Happiness is more than a job

Bringing a spiritual perspective to daily life

"And what are you doing now?" friends were always asking me when I was trying to find my niche in the job market. I had been through more jobs than I cared to admit. I was looking for the perfect job.

Finally the job market dried up, and the only work I could find was just about the last thing I wanted to do. I was on my own typing aviation reports (which I didn't understand) from morning until evening in a drab, outdated office.

The only redeeming feature was that I had a kind boss who needed my help. After many months, I felt despondent and didn't think I could carry on in that situation any longer.

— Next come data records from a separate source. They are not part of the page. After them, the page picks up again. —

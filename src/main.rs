//! Command-line entry point.
//!
//! Loads a configuration document and a schema, applies them, and either
//! reports what would be built (`check`) or runs the pipeline long enough to
//! push one test span through it (`apply`).
//!
//! ```text
//! otel-fileconfig --config otel.yaml check
//! otel-fileconfig --config otel.yaml --strict --global apply
//! ```

#![allow(clippy::multiple_crate_versions)]

use clap::{Parser, Subcommand};
use otel_fileconfig::infrastructure::{get_schema_file, SCHEMA_FILE_VAR};
use otel_fileconfig::observability::{bootstrap_subscriber, init_tracing};
use otel_fileconfig::{
    load_schema, load_value, ApplyOptions, ConfigurationFacade, SchemaValidator, ValidationPolicy,
};
use std::path::{Path, PathBuf};
use std::process::ExitCode;
use std::time::Duration;

#[derive(Parser)]
#[command(name = "otel-fileconfig")]
#[command(about = "Validate and apply a declarative OpenTelemetry configuration", long_about = None)]
struct Cli {
    /// Configuration document (.json, .yaml, .yml or .toml)
    #[arg(short, long)]
    config: PathBuf,

    /// JSON schema the document is checked against
    #[arg(short, long, env = SCHEMA_FILE_VAR)]
    schema: Option<PathBuf>,

    /// Refuse to apply a document with schema findings
    #[arg(long)]
    strict: bool,

    /// Install the provider and propagators process-wide
    #[arg(long)]
    global: bool,

    /// Log filter used when RUST_LOG is unset
    #[arg(long, default_value = "info")]
    log_level: String,

    /// Upper bound on flushing at shutdown, in milliseconds
    #[arg(long, default_value_t = 5000)]
    shutdown_timeout_ms: u64,

    #[command(subcommand)]
    command: Commands,
}

#[derive(Subcommand)]
enum Commands {
    /// Validate the document and print any findings
    Check,
    /// Apply the document, emit a test span and shut down
    Apply,
}

fn main() -> ExitCode {
    let cli = Cli::parse();
    let schema_path = cli.schema.clone().unwrap_or_else(get_schema_file);

    let result = match cli.command {
        Commands::Check => check(&cli, &schema_path),
        Commands::Apply => apply(&cli, &schema_path),
    };

    match result {
        Ok(code) => code,
        Err(e) => {
            eprintln!("Error: {e}");
            ExitCode::FAILURE
        }
    }
}

fn check(cli: &Cli, schema_path: &Path) -> otel_fileconfig::Result<ExitCode> {
    let schema = load_schema(schema_path)?;
    let document = load_value(&cli.config)?;
    let findings = SchemaValidator::new(&schema)?.validate(&document);

    if findings.is_empty() {
        println!("{}: valid", cli.config.display());
        return Ok(ExitCode::SUCCESS);
    }
    for finding in &findings {
        println!("{finding}");
    }
    Ok(if cli.strict {
        ExitCode::FAILURE
    } else {
        ExitCode::SUCCESS
    })
}

fn apply(cli: &Cli, schema_path: &Path) -> otel_fileconfig::Result<ExitCode> {
    let options = ApplyOptions::default()
        .with_validation(if cli.strict {
            ValidationPolicy::Strict
        } else {
            ValidationPolicy::Warn
        })
        .with_install_global(cli.global)
        .with_shutdown_timeout(Duration::from_millis(cli.shutdown_timeout_ms));

    let bound = tracing::subscriber::with_default(bootstrap_subscriber(&cli.log_level), || {
        ConfigurationFacade::new(options).apply_files(schema_path, &cli.config)
    })?;

    init_tracing(&cli.log_level, bound.tracer_provider());

    {
        let span = tracing::info_span!(
            "otel_fileconfig.smoke_test",
            config = %cli.config.display(),
            processors = bound.processor_count()
        );
        let _enter = span.enter();
        tracing::info!(
            findings = bound.findings().len(),
            "configuration applied"
        );
    }

    bound.shutdown()?;
    Ok(ExitCode::SUCCESS)
}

I'd just started studying Christian Science and reached out to God for a message. The answer I got was most unexpected. "You've got to love everything in this office - everything you do and everything you look at." I was surprised, but felt I must follow those instructions.

So the idea came that I should clean the desk both inside and out, clean out the storage cupboard, and bring in fresh flowers. I also rehung the aviation charts on the wall, and even they looked better. I began to feel a sense of lightness, even happiness and contentment.

Soon after, my boss came in one morning and said, "I've decided to renovate your office and shall be buying you a new desk and new equipment." He added that he was going to give me time off several times a week so that I could rehearse for an activity I was involved in. Very soon after this I was able to move on from that job, and my boss found someone else to look after the office.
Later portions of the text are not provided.